■ Try it ■
Count the lines in the records below that contain the word "None", and give only that number.
- - - -
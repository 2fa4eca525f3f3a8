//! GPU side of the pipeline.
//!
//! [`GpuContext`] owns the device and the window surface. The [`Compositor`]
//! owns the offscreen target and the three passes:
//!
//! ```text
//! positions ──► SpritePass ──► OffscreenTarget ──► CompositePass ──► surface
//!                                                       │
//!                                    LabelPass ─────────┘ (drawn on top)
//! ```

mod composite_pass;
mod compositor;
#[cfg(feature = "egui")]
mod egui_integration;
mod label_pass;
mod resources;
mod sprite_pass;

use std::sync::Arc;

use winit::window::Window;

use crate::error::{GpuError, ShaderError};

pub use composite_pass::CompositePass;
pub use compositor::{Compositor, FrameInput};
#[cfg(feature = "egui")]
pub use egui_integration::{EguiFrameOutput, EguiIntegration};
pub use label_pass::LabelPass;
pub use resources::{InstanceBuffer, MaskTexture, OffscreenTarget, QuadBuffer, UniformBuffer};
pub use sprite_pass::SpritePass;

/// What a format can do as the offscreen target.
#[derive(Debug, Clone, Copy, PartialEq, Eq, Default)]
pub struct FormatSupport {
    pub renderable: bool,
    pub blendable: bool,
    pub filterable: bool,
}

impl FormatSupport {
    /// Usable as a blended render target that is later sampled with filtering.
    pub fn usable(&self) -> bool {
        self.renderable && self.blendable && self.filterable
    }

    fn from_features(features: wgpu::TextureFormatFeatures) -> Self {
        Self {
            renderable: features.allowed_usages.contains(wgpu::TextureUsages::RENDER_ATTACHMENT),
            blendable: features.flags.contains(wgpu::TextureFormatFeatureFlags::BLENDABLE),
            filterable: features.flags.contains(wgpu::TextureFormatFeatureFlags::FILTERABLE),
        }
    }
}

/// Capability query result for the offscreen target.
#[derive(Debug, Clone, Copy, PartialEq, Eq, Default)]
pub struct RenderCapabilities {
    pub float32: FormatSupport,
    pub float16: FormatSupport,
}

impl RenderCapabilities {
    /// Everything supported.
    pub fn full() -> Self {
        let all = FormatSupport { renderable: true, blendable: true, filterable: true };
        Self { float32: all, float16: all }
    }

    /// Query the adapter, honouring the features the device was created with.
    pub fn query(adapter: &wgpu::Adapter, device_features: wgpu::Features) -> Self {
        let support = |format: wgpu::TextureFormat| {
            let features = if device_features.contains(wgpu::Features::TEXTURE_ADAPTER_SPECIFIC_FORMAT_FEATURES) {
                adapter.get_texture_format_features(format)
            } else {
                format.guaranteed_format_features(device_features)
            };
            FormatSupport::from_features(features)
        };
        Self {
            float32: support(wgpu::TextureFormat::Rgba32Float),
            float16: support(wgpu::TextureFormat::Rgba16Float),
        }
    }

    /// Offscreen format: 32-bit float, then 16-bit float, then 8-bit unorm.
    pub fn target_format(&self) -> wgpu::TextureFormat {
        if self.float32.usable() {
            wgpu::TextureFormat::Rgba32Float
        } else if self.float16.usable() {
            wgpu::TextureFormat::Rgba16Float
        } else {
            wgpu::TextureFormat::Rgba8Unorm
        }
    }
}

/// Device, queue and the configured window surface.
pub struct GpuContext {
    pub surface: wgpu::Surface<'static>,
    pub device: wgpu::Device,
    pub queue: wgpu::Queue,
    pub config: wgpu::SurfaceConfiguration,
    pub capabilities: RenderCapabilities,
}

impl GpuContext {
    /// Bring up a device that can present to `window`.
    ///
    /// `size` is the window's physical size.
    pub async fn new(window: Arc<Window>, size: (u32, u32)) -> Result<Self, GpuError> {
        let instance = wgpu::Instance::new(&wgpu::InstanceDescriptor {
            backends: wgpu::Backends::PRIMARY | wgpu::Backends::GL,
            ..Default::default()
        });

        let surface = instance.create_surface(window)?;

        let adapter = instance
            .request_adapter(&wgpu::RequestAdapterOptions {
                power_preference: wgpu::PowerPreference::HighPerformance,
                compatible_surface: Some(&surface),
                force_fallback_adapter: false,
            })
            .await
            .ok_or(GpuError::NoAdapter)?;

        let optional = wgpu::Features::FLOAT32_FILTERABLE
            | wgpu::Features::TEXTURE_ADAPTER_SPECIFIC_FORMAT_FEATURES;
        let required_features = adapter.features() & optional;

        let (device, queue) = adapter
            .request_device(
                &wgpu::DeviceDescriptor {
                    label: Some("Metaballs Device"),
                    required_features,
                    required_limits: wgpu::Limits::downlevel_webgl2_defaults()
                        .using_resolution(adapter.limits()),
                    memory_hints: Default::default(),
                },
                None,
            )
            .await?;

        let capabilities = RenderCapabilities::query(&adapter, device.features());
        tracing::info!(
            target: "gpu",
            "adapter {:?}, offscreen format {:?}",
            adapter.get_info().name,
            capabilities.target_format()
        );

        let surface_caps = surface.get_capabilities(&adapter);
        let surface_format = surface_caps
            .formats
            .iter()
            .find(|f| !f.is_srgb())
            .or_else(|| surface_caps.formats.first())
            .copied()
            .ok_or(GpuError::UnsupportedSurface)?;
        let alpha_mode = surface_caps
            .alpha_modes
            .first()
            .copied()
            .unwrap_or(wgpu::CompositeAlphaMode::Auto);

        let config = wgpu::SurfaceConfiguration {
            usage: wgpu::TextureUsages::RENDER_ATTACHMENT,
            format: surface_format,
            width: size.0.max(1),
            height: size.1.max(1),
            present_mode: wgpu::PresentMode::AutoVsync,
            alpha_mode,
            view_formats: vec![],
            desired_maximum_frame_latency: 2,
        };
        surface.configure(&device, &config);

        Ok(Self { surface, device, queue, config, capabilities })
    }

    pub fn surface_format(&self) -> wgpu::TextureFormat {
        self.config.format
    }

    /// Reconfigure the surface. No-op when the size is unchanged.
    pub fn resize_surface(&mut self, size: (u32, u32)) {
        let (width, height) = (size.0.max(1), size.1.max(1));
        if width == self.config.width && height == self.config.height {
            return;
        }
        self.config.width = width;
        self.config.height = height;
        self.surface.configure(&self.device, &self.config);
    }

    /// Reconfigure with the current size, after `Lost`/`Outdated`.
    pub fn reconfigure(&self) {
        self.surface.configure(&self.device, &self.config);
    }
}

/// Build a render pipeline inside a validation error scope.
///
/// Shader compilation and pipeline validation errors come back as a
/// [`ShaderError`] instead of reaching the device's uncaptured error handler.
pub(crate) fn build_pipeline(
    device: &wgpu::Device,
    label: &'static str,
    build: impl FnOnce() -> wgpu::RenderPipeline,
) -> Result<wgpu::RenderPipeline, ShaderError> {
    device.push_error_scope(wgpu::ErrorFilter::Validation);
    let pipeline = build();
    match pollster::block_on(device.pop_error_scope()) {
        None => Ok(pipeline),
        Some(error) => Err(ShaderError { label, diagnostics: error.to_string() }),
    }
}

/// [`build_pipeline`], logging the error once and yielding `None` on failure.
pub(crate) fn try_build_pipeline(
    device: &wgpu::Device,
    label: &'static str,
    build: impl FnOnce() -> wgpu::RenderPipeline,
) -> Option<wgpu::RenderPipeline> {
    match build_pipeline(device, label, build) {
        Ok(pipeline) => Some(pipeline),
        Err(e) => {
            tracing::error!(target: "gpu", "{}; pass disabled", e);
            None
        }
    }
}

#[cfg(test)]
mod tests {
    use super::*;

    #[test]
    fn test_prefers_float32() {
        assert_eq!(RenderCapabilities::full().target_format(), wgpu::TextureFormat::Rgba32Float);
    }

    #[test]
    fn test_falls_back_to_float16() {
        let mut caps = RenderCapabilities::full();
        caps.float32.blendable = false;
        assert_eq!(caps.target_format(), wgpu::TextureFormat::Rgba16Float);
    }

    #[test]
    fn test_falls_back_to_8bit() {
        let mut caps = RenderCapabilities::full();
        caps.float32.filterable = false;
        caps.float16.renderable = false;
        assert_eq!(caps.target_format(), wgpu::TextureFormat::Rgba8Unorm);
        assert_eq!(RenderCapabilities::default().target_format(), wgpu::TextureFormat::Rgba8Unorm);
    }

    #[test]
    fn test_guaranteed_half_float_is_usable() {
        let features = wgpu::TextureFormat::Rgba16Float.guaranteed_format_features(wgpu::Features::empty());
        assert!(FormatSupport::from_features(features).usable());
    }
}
- - - -
■ Reply to the task ■
4